• **Aim of the task**: Retype the entries word for word, leaving nothing out.

• **Supplied information**:
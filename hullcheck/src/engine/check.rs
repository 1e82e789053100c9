use super::context::Context;
use super::finding::{CheckCategory, Finding};
use anyhow::Result;
use async_trait::async_trait;
use mockall::automock;

/// An independent diagnostic rule unit.
///
/// A check reads the shared [`Context`] and returns findings. Returning an
/// empty list because a required input (say, a parsed Dockerfile) is absent
/// is the check's own concern; the runner does not second-guess it. A check
/// must not mutate shared state or observe another check's state.
#[automock]
#[async_trait]
pub trait Check: Send + Sync {
    /// Stable dotted id, `category.name`.
    fn id(&self) -> &'static str;
    fn name(&self) -> &'static str;
    fn category(&self) -> CheckCategory;
    /// Checks that query the live Docker runtime are skipped when the
    /// daemon is unreachable.
    fn requires_docker(&self) -> bool {
        false
    }
    async fn run(&self, ctx: &Context) -> Result<Vec<Finding>>;
}
use crate::engine::prelude::{
    Check, CheckCategory, Context, Finding, FindingBuilder, Fix, Severity,
};
use anyhow::Result;
use async_trait::async_trait;
use tracing::debug;

/// Build-cache share of disk usage above this is worth reclaiming.
const BUILD_CACHE_THRESHOLD_BYTES: u64 = 1_000_000_000;

fn finding(check: &dyn Check, severity: Severity, title: &str) -> FindingBuilder {
    let mut builder = FindingBuilder::default();
    builder
        .check(check.id())
        .title(title)
        .severity(severity)
        .category(check.category());
    builder
}

/// Dangling images hold disk with no tag pointing at them.
///
/// Every check in this module treats a runtime transport failure as "no
/// findings": the typed `Err` is matched and turned into an early return, so
/// a flaky daemon shrinks the report instead of aborting the scan.
pub struct DanglingImages;

#[async_trait]
impl Check for DanglingImages {
    fn id(&self) -> &'static str {
        "runtime.dangling_images"
    }

    fn name(&self) -> &'static str {
        "Dangling images"
    }

    fn category(&self) -> CheckCategory {
        CheckCategory::Runtime
    }

    fn requires_docker(&self) -> bool {
        true
    }

    async fn run(&self, ctx: &Context) -> Result<Vec<Finding>> {
        let Ok(images) = ctx.docker.images().await else {
            debug!("{}: docker query failed, returning no findings", self.id());
            return Ok(Vec::new());
        };

        let dangling: Vec<_> = images.iter().filter(|i| i.is_dangling()).collect();
        if dangling.is_empty() {
            return Ok(Vec::new());
        }

        Ok(vec![
            finding(self, Severity::Warning, "Dangling images")
                .message(format!(
                    "{} dangling image(s) are holding disk space.",
                    dangling.len()
                ))
                .details(serde_json::json!({
                    "count": dangling.len(),
                    "ids": dangling.iter().map(|i| i.id.as_str()).collect::<Vec<_>>(),
                }))
                .fixes(vec![Fix::manual(
                    "Prune dangling images",
                    "Run `docker image prune` to remove images no tag points at.",
                )])
                .build()
                .expect("all required finding fields set"),
        ])
    }
}

/// Exited containers linger until removed and keep their writable layers.
pub struct StoppedContainers;

#[async_trait]
impl Check for StoppedContainers {
    fn id(&self) -> &'static str {
        "runtime.stopped_containers"
    }

    fn name(&self) -> &'static str {
        "Stopped containers"
    }

    fn category(&self) -> CheckCategory {
        CheckCategory::Runtime
    }

    fn requires_docker(&self) -> bool {
        true
    }

    async fn run(&self, ctx: &Context) -> Result<Vec<Finding>> {
        let Ok(containers) = ctx.docker.containers(true).await else {
            debug!("{}: docker query failed, returning no findings", self.id());
            return Ok(Vec::new());
        };

        let stopped: Vec<_> = containers
            .iter()
            .filter(|c| c.state == "exited" || c.state == "dead")
            .collect();
        if stopped.is_empty() {
            return Ok(Vec::new());
        }

        Ok(vec![
            finding(self, Severity::Info, "Stopped containers")
                .message(format!(
                    "{} stopped container(s): {}.",
                    stopped.len(),
                    stopped
                        .iter()
                        .map(|c| c.name.as_str())
                        .collect::<Vec<_>>()
                        .join(", ")
                ))
                .details(serde_json::json!({
                    "names": stopped.iter().map(|c| c.name.as_str()).collect::<Vec<_>>(),
                }))
                .fixes(vec![Fix::manual(
                    "Remove stopped containers",
                    "Run `docker container prune`, or `docker rm <name>` for individual containers.",
                )])
                .build()
                .expect("all required finding fields set"),
        ])
    }
}

/// Build cache grows without bound until pruned.
pub struct BuildCache;

#[async_trait]
impl Check for BuildCache {
    fn id(&self) -> &'static str {
        "runtime.build_cache"
    }

    fn name(&self) -> &'static str {
        "Large build cache"
    }

    fn category(&self) -> CheckCategory {
        CheckCategory::Runtime
    }

    fn requires_docker(&self) -> bool {
        true
    }

    async fn run(&self, ctx: &Context) -> Result<Vec<Finding>> {
        let Ok(usage) = ctx.docker.disk_usage().await else {
            debug!("{}: docker query failed, returning no findings", self.id());
            return Ok(Vec::new());
        };

        let Some(cache) = usage.iter().find(|entry| entry.kind == "Build Cache") else {
            return Ok(Vec::new());
        };
        let Some(bytes) = cache.size_bytes() else {
            return Ok(Vec::new());
        };
        if bytes < BUILD_CACHE_THRESHOLD_BYTES {
            return Ok(Vec::new());
        }

        Ok(vec![
            finding(self, Severity::Info, "Large build cache")
                .message(format!(
                    "Build cache holds {} ({} reclaimable).",
                    cache.size, cache.reclaimable
                ))
                .details(serde_json::json!({ "size": cache.size, "bytes": bytes }))
                .fixes(vec![Fix::manual(
                    "Prune the build cache",
                    "Run `docker builder prune` to drop unused cache entries.",
                )])
                .build()
                .expect("all required finding fields set"),
        ])
    }
}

• **Solved exercise**:
filename hullcheck/src/engine/check.rs
repository 1e82e789053100c9
use super::context::Context;
use super::finding::{CheckCategory, Finding};
use anyhow::Result;
use async_trait::async_trait;
use mockall::automock;

/// An independent diagnostic rule unit.
///
/// A check reads the shared [`Context`] and returns findings. Returning an
/// empty list because a required input (say, a parsed Dockerfile) is absent
/// is the check's own concern; the runner does not second-guess it. A check
/// must not mutate shared state or observe another check's state.
#[automock]
#[async_trait]
pub trait Check: Send + Sync {
    /// Stable dotted id, `category.name`.
    fn id(&self) -> &'static str;
    fn name(&self) -> &'static str;
    fn category(&self) -> CheckCategory;
    /// Checks that query the live Docker runtime are skipped when the
    /// daemon is unreachable.
    fn requires_docker(&self) -> bool {
        false
    }
    async fn run(&self, ctx: &Context) -> Result<Vec<Finding>>;
}
use crate::engine::prelude::{
    Check, CheckCategory, Context, Finding, FindingBuilder, Fix, Severity,
};
use anyhow::Result;
use async_trait::async_trait;
use tracing::debug;

/// Build-cache share of disk usage above this is worth reclaiming.
const BUILD_CACHE_THRESHOLD_BYTES: u64 = 1_000_000_000;

fn finding(check: &dyn Check, severity: Severity, title: &str) -> FindingBuilder {
    let mut builder = FindingBuilder::default();
    builder
        .check(check.id())
        .title(title)
        .severity(severity)
        .category(check.category());
    builder
}

/// Dangling images hold disk with no tag pointing at them.
///
/// Every check in this module treats a runtime transport failure as "no
/// findings": the typed `Err` is matched and turned into an early return, so
/// a flaky daemon shrinks the report instead of aborting the scan.
pub struct DanglingImages;

#[async_trait]
impl Check for DanglingImages {
    fn id(&self) -> &'static str {
        "runtime.dangling_images"
    }

    fn name(&self) -> &'static str {
        "Dangling images"
    }

    fn category(&self) -> CheckCategory {
        CheckCategory::Runtime
    }

    fn requires_docker(&self) -> bool {
        true
    }

    async fn run(&self, ctx: &Context) -> Result<Vec<Finding>> {
        let Ok(images) = ctx.docker.images().await else {
            debug!("{}: docker query failed, returning no findings", self.id());
            return Ok(Vec::new());
        };

        let dangling: Vec<_> = images.iter().filter(|i| i.is_dangling()).collect();
        if dangling.is_empty() {
            return Ok(Vec::new());
        }

        Ok(vec![
            finding(self, Severity::Warning, "Dangling images")
                .message(format!(
                    "{} dangling image(s) are holding disk space.",
                    dangling.len()
                ))
                .details(serde_json::json!({
                    "count": dangling.len(),
                    "ids": dangling.iter().map(|i| i.id.as_str()).collect::<Vec<_>>(),
                }))
                .fixes(vec![Fix::manual(
                    "Prune dangling images",
                    "Run `docker image prune` to remove images no tag points at.",
                )])
                .build()
                .expect("all required finding fields set"),
        ])
    }
}

/// Exited containers linger until removed and keep their writable layers.
pub struct StoppedContainers;

#[async_trait]
impl Check for StoppedContainers {
    fn id(&self) -> &'static str {
        "runtime.stopped_containers"
    }

    fn name(&self) -> &'static str {
        "Stopped containers"
    }

    fn category(&self) -> CheckCategory {
        CheckCategory::Runtime
    }

    fn requires_docker(&self) -> bool {
        true
    }

    async fn run(&self, ctx: &Context) -> Result<Vec<Finding>> {
        let Ok(containers) = ctx.docker.containers(true).await else {
            debug!("{}: docker query failed, returning no findings", self.id());
            return Ok(Vec::new());
        };

        let stopped: Vec<_> = containers
            .iter()
            .filter(|c| c.state == "exited" || c.state == "dead")
            .collect();
        if stopped.is_empty() {
            return Ok(Vec::new());
        }

        Ok(vec![
            finding(self, Severity::Info, "Stopped containers")
                .message(format!(
                    "{} stopped container(s): {}.",
                    stopped.len(),
                    stopped
                        .iter()
                        .map(|c| c.name.as_str())
                        .collect::<Vec<_>>()
                        .join(", ")
                ))
                .details(serde_json::json!({
                    "names": stopped.iter().map(|c| c.name.as_str()).collect::<Vec<_>>(),
                }))
                .fixes(vec![Fix::manual(
                    "Remove stopped containers",
                    "Run `docker container prune`, or `docker rm <name>` for individual containers.",
                )])
                .build()
                .expect("all required finding fields set"),
        ])
    }
}

/// Build cache grows without bound until pruned.
pub struct BuildCache;

#[async_trait]
impl Check for BuildCache {
    fn id(&self) -> &'static str {
        "runtime.build_cache"
    }

    fn name(&self) -> &'static str {
        "Large build cache"
    }

    fn category(&self) -> CheckCategory {
        CheckCategory::Runtime
    }

    fn requires_docker(&self) -> bool {
        true
    }

    async fn run(&self, ctx: &Context) -> Result<Vec<Finding>> {
        let Ok(usage) = ctx.docker.disk_usage().await else {
            debug!("{}: docker query failed, returning no findings", self.id());
            return Ok(Vec::new());
        };

        let Some(cache) = usage.iter().find(|entry| entry.kind == "Build Cache") else {
            return Ok(Vec::new());
        };
        let Some(bytes) = cache.size_bytes() else {
            return Ok(Vec::new());
        };
        if bytes < BUILD_CACHE_THRESHOLD_BYTES {
            return Ok(Vec::new());
        }

        Ok(vec![
            finding(self, Severity::Info, "Large build cache")
                .message(format!(
                    "Build cache holds {} ({} reclaimable).",
                    cache.size, cache.reclaimable
                ))
                .details(serde_json::json!({ "size": cache.size, "bytes": bytes }))
                .fixes(vec![Fix::manual(
                    "Prune the build cache",
                    "Run `docker builder prune` to drop unused cache entries.",
                )])
                .build()
                .expect("all required finding fields set"),
        ])
    }
}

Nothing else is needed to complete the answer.